PSRER: A haven for wildlife

The year of 1986 brought upon Belarus what is most likely the worst disaster ever caused by mankind. The territory of Belarus, with special incidence to the southwestern part of Gomel Oblast where the radioactive fallout was of magnitude not be found elsewhere. The aftermath of the Chernobyl disaster led, among many other consequences, to a total and permanent evacuation of a large territory. The evacuated, and later enclosed, are on the Belarusian side of the border constitutes what probably is the biggest dehumanized area on earth. The total surface of the Polesia State RadioEcological Reserve – PSRER amounts to 215ha, almost the size of Luxembourg.

The option of the then Soviet Socialist Belarusian Republic government was to convert the exclusion zone, later enlarged, into an ecological reserve. This created unique living laboratory from wildlife and the consequences on the exposure to the radioactive isotopes deposed after the explosion on the Chernobyl Nuclear Power Plant.

The recent production of the HBO series about the Chernobyl disaster came to highlight the focus on the tragic events of April 26th, 1986. The Ukrainian side of the border has seen an outstanding increase on the tourism flow increasing from 70 thousand visitors in 2018 to around 100 thousand in 2019 – that’s an average of nearly 300 visitors per day. And the outlook for next year is one of an even greater increase. The fact that the “Ukrainian Chernobyl” zone is the “home” of the power plant itself and the deserted city of Pripyat makes a far more interesting destination than its Belarusian counterpart. Especially to the very specific type of “dark tourism” that underlies the “world” of Chernobyl.
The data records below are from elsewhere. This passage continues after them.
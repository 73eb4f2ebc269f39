use apiary::cli::Abx2XmlCli;

fn main() {
    if let Err(e) = Abx2XmlCli::run() {
        eprintln!("Error: {}", e);
        std::process::exit(1);
    }
}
It is a fact that the typology and points of interest in both areas makes it impossible to consider that PSRER could either attract or even accommodate as many visitors as the Ukrainian exclusion territory. Being an ecological reserve and, since 2013, an environmental research institution, is obviously not compatible with a mass “traditional” tourism. But, with the scientific surveillance of its technicians, a touristic activity can be developed in its territory. Aside from the mainstream tourism there is surely room to develop a more scientifically oriented tourism – be it for researchers and scientists or for students.

The theme of Chernobyl is, as mentioned before, a “wining touristic brand”. A brand that Belarus could also use. With the abovementioned precautions. The purchase power of western European market requires the “Belarusian Chernobyl” brand to be worked having in sight a set of standards adapted for clients from that geographical area.

From a practical perspective tourism to the PSRER presents a series of infrastructural difficulties:

  1. Hoiniki, the “capital” of the reservation, is located a lengthy 4 hours drive from Minsk airport;
  2. The hosting facilities in the area are scarce, with only 44 beds available at the very modest Hotel Juravinka in Hoiniki;
  3. Restaurants are also ill prepared for a steady, even if smooth, influx of tourists.

The lack of infrastructures can be circumvented by basing the visits in Gomel, much better equipped and only 1h30 away from PSRER. Due to the distance from Minsk, the perspective of performing a return trip and visit on the same day from the capital presents itself as anything but an optimal solution. This will make such a visit overdemanding in question of time and will gravely increase its costs.

A less costly possibility could be using the mass of visitor to Chernobyl as a poll from where to draw visitors into PSRER. The city of Pripyat is located a mere 50 minutes’ drive from, from example, Kamaryn. This distance is further lessened when considering the Ukrainian city of Slavutych – with the unique advantage on the existence of two railway connection on Saturdays. The creation of a visa-free zone for the PSRER could present a solution for using this already existent pool of tourists. Visits to PSRER required a previously obtained authorisation, which is in line with the required invitation for the Brest/Grodno visa-free zone. Furthermore, as the visits to the PSRER are conducted solely by the reservation personnel this allows to implement a strict control of border crossing as well as reduce the costs therefore rendering PSRER as a more interesting touristic product.

For sure such a solution presents itself a lot easier to implement some degree of cooperation between authorities and tour operators from both sides of the border. But this can be considered an easy to surpass question due to the good relation between the two neighbouring countries. But it is not impossible to unilaterally initiate such a project.

Chernobyl is the alternative tourism destination of the moment. The usage of the Chernobyl brand associated to Belarus will have, inevitably, the consequence of also promoting Belarus tourism as a whole. The knowledge acquired by Belarus in the abovementioned visa-free zone of Brest/Grodno combined with the experience of Belarus incoming tourism will surely allow a swift implementation of such an endeavour.

Besides the positive results related to the increase of tourism to Belarus, both economic and in terms of projection, the inclusion of the PSRER in the Chernobyl brand will allow to look beyond the disaster scene that mobilized innumerable tourists into the Ukrainian side promoting a better understanding of the accident and of its aftermath.